An innovative study of 200 adults who survived an earthquake in Armenia found a significant association between two genes and the risk for posttraumatic stress disorder (PTSD).
Two variations of tryptophan hydroxylase genes, called TPH1 and TPH2, which control the production of serotonin, were associated with PTSD symptoms, said lead author Armen Goenjian, M.D., online April 5 in the Journal of Affective Disorders. Goenjian is a research professor of psychiatry at the David Geffen School of Medicine at the University of California, Los Angeles.
“To our knowledge, this is the first report that has shown the association of TPH genes with PTSD symptoms,” Goenjian told Psychiatric News.
The findings, he said in the report, “suggest that the serotonergic system may be causally implicated in the onset and/or persistence of PTSD.”
The study’s design provides several advantages, said Karestan Koenen, Ph.D., an associate professor of epidemiology in the Mailman School of Public Health at Columbia University, who was not involved with Goenjian’s research.
“The novel contributions of this study are the family-based design and the recruitment of people exposed to the same trauma,” said Koenen.
That single traumatic event was the 1988 Spitak earthquake. Data were gathered about 14 years after the earthquake.
“In the case-controlled studies that are typical of this kind of research, the participants are exposed to different traumatic events with varying severity,” said Koenen in an interview. “They also bring differences in genetic background to the study.”
However, Goenjian’s subjects not only experienced the same event but were drawn from just 12 families, reducing the differences in genetic background and allowing for stronger conclusions, said Koenen.
The families in the study were unascertained, permitting independent evaluation of the heritability of PTSD and depression, said Goenjian. “Only two of these subjects were seeking treatment.”
Goenjian and colleagues reported that the TPH1 ‘t’ allele is significantly associated with PTSD symptoms (p<0.004) and explains about 3 percent of the phenotypic variation. The same allele showed a nonsignificant trend (p=0.08) for an association with depression. The ‘t’ allele of TPH2 was also significantly associated with PTSD, and explained 4 percent of the variance.
In addition, the ‘s’ allele of the 5HTTLPR serotonin transporter polymorphism was significantly associated with depression (p=0.03) and explained 4 percent of its variance.
The two TPH alleles may affect vulnerability to PTSD symptoms by reducing the transcriptional activity of the TPH enzymes and thus decreasing production of intracellular serotonin, Goenjian suggested.
The small variance of each allele hints that other genes likely influence symptoms.

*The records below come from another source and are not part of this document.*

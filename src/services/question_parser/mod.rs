//! Marker-driven segmentation of free-text question papers.
//!
//! The normalized text is tokenized into [`lexer::Marker`]s which a small state
//! machine walks in document order. Every `NUMBER` marker opens a question
//! block that runs until the next marker of any kind.

mod lexer;
mod metadata;

pub(crate) use lexer::{MarkerKind, MarkerLexer};
pub(crate) use metadata::{InlineMetadata, MetadataPatterns};

use crate::db::types::{BloomLevel, QuestionType};
use crate::services::question_bank::{BankCatalog, QuestionBankStore};

#[derive(Debug, Clone, Copy, PartialEq, Eq)]
pub(crate) enum ParseMode {
    Mcq,
    Normal,
}

impl ParseMode {
    pub(crate) fn parse(value: &str) -> Self {
        if value.trim().eq_ignore_ascii_case("mcq") {
            ParseMode::Mcq
        } else {
            ParseMode::Normal
        }
    }

    fn baseline_type(self) -> QuestionType {
        match self {
            ParseMode::Mcq => QuestionType::Mcq,
            ParseMode::Normal => QuestionType::Normal,
        }
    }
}

/// Unit the parser starts in before any `Unit` heading is seen.
#[derive(Debug, Clone, PartialEq, Eq)]
pub(crate) enum UnitContext {
    /// Start in the subject's first unit, if any.
    Global,
    Unit(String),
}

impl UnitContext {
    pub(crate) fn parse(value: &str) -> Self {
        let value = value.trim();
        if value.is_empty() || value.eq_ignore_ascii_case("GLOBAL") {
            UnitContext::Global
        } else {
            UnitContext::Unit(value.to_string())
        }
    }
}

#[derive(Debug, Clone)]
pub(crate) struct TextParseOptions {
    pub(crate) mode: ParseMode,
    pub(crate) unit_context: UnitContext,
    pub(crate) default_marks: f64,
}

#[derive(Debug, Clone, PartialEq)]
pub(crate) struct DraftQuestion {
    /// `5`, or `II-5` inside a Roman group; used to match answer keys.
    pub(crate) hierarchical_id: String,
    pub(crate) unit_id: Option<String>,
    pub(crate) topic_id: Option<String>,
    pub(crate) co_id: Option<String>,
    pub(crate) text: String,
    pub(crate) marks: f64,
    pub(crate) question_type: QuestionType,
    pub(crate) bloom_level: BloomLevel,
    pub(crate) options: Vec<String>,
    pub(crate) answer_key: String,
}

#[derive(Debug, Clone, Default)]
pub(crate) struct ParsedDocument {
    pub(crate) drafts: Vec<DraftQuestion>,
    /// Text from the first `ANSWER KEY` marker to the end, if present.
    pub(crate) answer_key_section: Option<String>,
}

pub(crate) struct QuestionTextParser {
    lexer: MarkerLexer,
    metadata: MetadataPatterns,
}

impl QuestionTextParser {
    pub(crate) fn new() -> Result<Self, regex::Error> {
        Ok(Self { lexer: MarkerLexer::new()?, metadata: MetadataPatterns::new()? })
    }

    /// Walks the markers of `text` in order. Unit headings and `Topic:` labels
    /// are resolved against `catalog` as they are met, so later blocks see
    /// units created by earlier ones.
    pub(crate) async fn parse(
        &self,
        text: &str,
        options: &TextParseOptions,
        store: &dyn QuestionBankStore,
        catalog: &mut BankCatalog,
    ) -> anyhow::Result<ParsedDocument> {
        let markers = self.lexer.tokenize(text);

        let mut current_part: Option<char> = None;
        let mut current_roman: Option<String> = None;
        let mut current_unit: Option<String> = match &options.unit_context {
            UnitContext::Global => catalog.first_unit_id().map(str::to_string),
            UnitContext::Unit(id) => Some(id.clone()),
        };
        let mut drafts = Vec::new();
        let mut answer_key_section = None;

        for (idx, marker) in markers.iter().enumerate() {
            match &marker.kind {
                MarkerKind::AnswerKey => {
                    answer_key_section = Some(text[marker.start..].to_string());
                    break;
                }
                MarkerKind::Part(part) => {
                    current_part = Some(*part);
                }
                MarkerKind::Roman(label) => {
                    current_roman = Some(label.clone());
                }
                MarkerKind::Unit(number) => {
                    current_unit = Some(catalog.resolve_unit(store, *number).await?);
                }
                MarkerKind::Number(raw_id) => {
                    let block_end = markers.get(idx + 1).map_or(text.len(), |next| next.start);
                    let block = text.get(marker.end..block_end).unwrap_or_default().trim();

                    let hierarchical_id = if raw_id.contains('-') {
                        raw_id.to_ascii_uppercase()
                    } else {
                        match &current_roman {
                            Some(roman) => format!("{roman}-{raw_id}"),
                            None => raw_id.clone(),
                        }
                    };

                    let draft = self
                        .build_draft(block, raw_id, hierarchical_id, current_unit.as_deref(), options, store, catalog)
                        .await?;
                    if let Some(draft) = draft {
                        tracing::trace!(id = %draft.hierarchical_id, part = ?current_part, "parsed question block");
                        drafts.push(draft);
                    }
                }
            }
        }

        Ok(ParsedDocument { drafts, answer_key_section })
    }

    #[allow(clippy::too_many_arguments)]
    async fn build_draft(
        &self,
        block: &str,
        raw_id: &str,
        hierarchical_id: String,
        unit_id: Option<&str>,
        options: &TextParseOptions,
        store: &dyn QuestionBankStore,
        catalog: &mut BankCatalog,
    ) -> anyhow::Result<Option<DraftQuestion>> {
        let (stem, choices) = self.metadata.split_options(block);
        let InlineMetadata { bloom_level, co_code, topic } = self.metadata.extract(block);

        let topic_id = match (topic, unit_id) {
            (Some(name), Some(unit_id)) => Some(catalog.resolve_topic(store, unit_id, &name).await?),
            _ => None,
        };

        let stem = self.metadata.scrub(&stem);
        let choices: Vec<String> = choices.iter().map(|choice| self.metadata.scrub(choice)).collect();
        let stem = self.metadata.truncate_stray_option(&stem);

        if stem.chars().count() <= 3 && choices.is_empty() {
            return Ok(None);
        }

        let text = if stem.is_empty() { format!("Question {raw_id}") } else { stem };
        let marks = match options.mode {
            ParseMode::Mcq => 1.0,
            ParseMode::Normal => options.default_marks,
        };
        let question_type =
            if choices.is_empty() { options.mode.baseline_type() } else { QuestionType::Mcq };

        Ok(Some(DraftQuestion {
            hierarchical_id,
            unit_id: unit_id.map(str::to_string),
            topic_id,
            co_id: co_code.and_then(|code| catalog.course_outcome_id(&code)),
            text,
            marks,
            question_type,
            bloom_level,
            options: choices,
            answer_key: String::new(),
        }))
    }
}

#[cfg(test)]
mod tests {
    use super::*;
    use crate::test_support::MemoryBank;

    fn normal_options(unit_context: UnitContext) -> TextParseOptions {
        TextParseOptions { mode: ParseMode::Normal, unit_context, default_marks: 2.0 }
    }

    async fn parse(
        bank: &MemoryBank,
        text: &str,
        options: &TextParseOptions,
    ) -> ParsedDocument {
        let mut catalog = BankCatalog::load(bank, "subj").await.unwrap();
        QuestionTextParser::new().unwrap().parse(text, options, bank, &mut catalog).await.unwrap()
    }

    #[tokio::test]
    async fn numbered_blocks_become_drafts() {
        let bank = MemoryBank::new();
        let unit = bank.add_unit("subj", 1);
        let doc = parse(
            &bank,
            "PART A\n1. Define an operating system.\n2. Explain process scheduling in detail.",
            &normal_options(UnitContext::Global),
        )
        .await;

        assert_eq!(doc.drafts.len(), 2);
        assert_eq!(doc.drafts[0].text, "Define an operating system.");
        assert_eq!(doc.drafts[0].unit_id.as_deref(), Some(unit.as_str()));
        assert_eq!(doc.drafts[0].marks, 2.0);
        assert_eq!(doc.drafts[0].question_type, QuestionType::Normal);
        assert_eq!(doc.drafts[1].hierarchical_id, "2");
        assert!(doc.answer_key_section.is_none());
    }

    #[tokio::test]
    async fn roman_groups_prefix_item_ids() {
        let bank = MemoryBank::new();
        bank.add_unit("subj", 1);
        let doc = parse(
            &bank,
            "I. Short answers\n1. Define a stack.\nII. Long answers\n5. Explain quicksort.\nii-6. Explain heapsort.",
            &normal_options(UnitContext::Global),
        )
        .await;

        let ids: Vec<&str> = doc.drafts.iter().map(|d| d.hierarchical_id.as_str()).collect();
        assert_eq!(ids, vec!["I-1", "II-5", "II-6"]);
    }

    #[tokio::test]
    async fn mcq_blocks_collect_options_and_single_marks() {
        let bank = MemoryBank::new();
        bank.add_unit("subj", 1);
        let options = TextParseOptions {
            mode: ParseMode::Mcq,
            unit_context: UnitContext::Global,
            default_marks: 5.0,
        };
        let doc = parse(
            &bank,
            "1. Which is a prime? (a) 4 (b) 7 (c) 8 (d) 9\n2. (a) only options (b) here",
            &options,
        )
        .await;

        assert_eq!(doc.drafts.len(), 2);
        assert_eq!(doc.drafts[0].options, vec!["(a) 4", "(b) 7", "(c) 8", "(d) 9"]);
        assert_eq!(doc.drafts[0].question_type, QuestionType::Mcq);
        assert_eq!(doc.drafts[0].marks, 1.0);
        assert_eq!(doc.drafts[1].text, "Question 2");
    }

    #[tokio::test]
    async fn tiny_blocks_without_options_are_dropped() {
        let bank = MemoryBank::new();
        bank.add_unit("subj", 1);
        let doc = parse(&bank, "1. Yes\n2. ok\n3. Real question text", &normal_options(UnitContext::Global)).await;

        let texts: Vec<&str> = doc.drafts.iter().map(|d| d.text.as_str()).collect();
        assert_eq!(texts, vec!["Real question text"]);
    }

    #[tokio::test]
    async fn unit_headings_create_units_and_topics_follow() {
        let bank = MemoryBank::new();
        let doc = parse(
            &bank,
            "Unit II: Trees\n1. Define a binary tree. Topic: Binary Trees\nUnit 3\n2. Define a graph. Topic: binary trees",
            &normal_options(UnitContext::Global),
        )
        .await;

        let units = bank.units();
        assert_eq!(units.len(), 2);
        let unit_two = units.iter().find(|u| u.unit_number == 2).unwrap();
        let unit_three = units.iter().find(|u| u.unit_number == 3).unwrap();

        assert_eq!(doc.drafts[0].unit_id.as_deref(), Some(unit_two.id.as_str()));
        assert_eq!(doc.drafts[0].text, "Define a binary tree.");
        assert_eq!(doc.drafts[1].unit_id.as_deref(), Some(unit_three.id.as_str()));
        assert_ne!(doc.drafts[0].topic_id, doc.drafts[1].topic_id);
        assert_eq!(bank.topics().len(), 2);
    }

    #[tokio::test]
    async fn global_context_without_units_leaves_drafts_unassigned() {
        let bank = MemoryBank::new();
        let doc = parse(
            &bank,
            "1. Explain deadlocks. Topic: Concurrency",
            &normal_options(UnitContext::Global),
        )
        .await;

        assert_eq!(doc.drafts.len(), 1);
        assert_eq!(doc.drafts[0].unit_id, None);
        assert_eq!(doc.drafts[0].topic_id, None);
        assert!(bank.topics().is_empty());
    }

    #[tokio::test]
    async fn metadata_is_extracted_and_scrubbed() {
        let bank = MemoryBank::new();
        let unit = bank.add_unit("subj", 1);
        let co = bank.add_course_outcome("subj", "CO2");
        let doc = parse(
            &bank,
            "1. Explain paging. Bloom's Level: L4 (CO2)",
            &normal_options(UnitContext::Unit(unit)),
        )
        .await;

        let draft = &doc.drafts[0];
        assert_eq!(draft.text, "Explain paging.");
        assert_eq!(draft.bloom_level, BloomLevel::L4);
        assert_eq!(draft.co_id.as_deref(), Some(co.as_str()));
    }

    #[tokio::test]
    async fn answer_key_section_stops_question_extraction() {
        let bank = MemoryBank::new();
        bank.add_unit("subj", 1);
        let doc = parse(
            &bank,
            "1. Which is even? (a) 3 (b) 4\nANSWER KEY\n1. b)\n2. Not a question here",
            &normal_options(UnitContext::Global),
        )
        .await;

        assert_eq!(doc.drafts.len(), 1);
        assert_eq!(doc.drafts[0].options, vec!["(a) 3", "(b) 4"]);
        assert!(doc.answer_key_section.as_deref().unwrap().starts_with("ANSWER KEY"));
    }

    #[tokio::test]
    async fn text_without_markers_yields_nothing() {
        let bank = MemoryBank::new();
        let doc = parse(&bank, "Just a paragraph of prose.", &normal_options(UnitContext::Global)).await;
        assert!(doc.drafts.is_empty());
    }

    #[test]
    fn unit_context_and_mode_parse_sentinels() {
        assert_eq!(UnitContext::parse("GLOBAL"), UnitContext::Global);
        assert_eq!(UnitContext::parse(""), UnitContext::Global);
        assert_eq!(UnitContext::parse("u-1"), UnitContext::Unit("u-1".into()));
        assert_eq!(ParseMode::parse("MCQ"), ParseMode::Mcq);
        assert_eq!(ParseMode::parse("normal"), ParseMode::Normal);
    }
}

The study also highlights an ongoing change in approaches to identifying genes associated with disease, said Koenen.
With candidate gene studies like this one, researchers make an educated guess about which genes might be important and see how their presence or absence fits with patterns of illness.
“But our knowledge of pathophysiology is limited,” she said. “You could nominate hundreds or thousands of genes, and so the choice can be a bit arbitrary. Results have been inconsistent so far.”
More recently, investigators have been using genomewide association studies that compare complete genomes “agnostically,” in Koenen’s word, looking for patterns. More such studies can be expected in the future.
Meantime, additional research will be needed to confirm the role of these genes in PTSD, said Goenjian.
“Future studies should expand the research to different ethnic and racial populations as well as evaluating individuals exposed to different types of traumas and looking at other genetic regions to locate genes that cause this trait,” he said.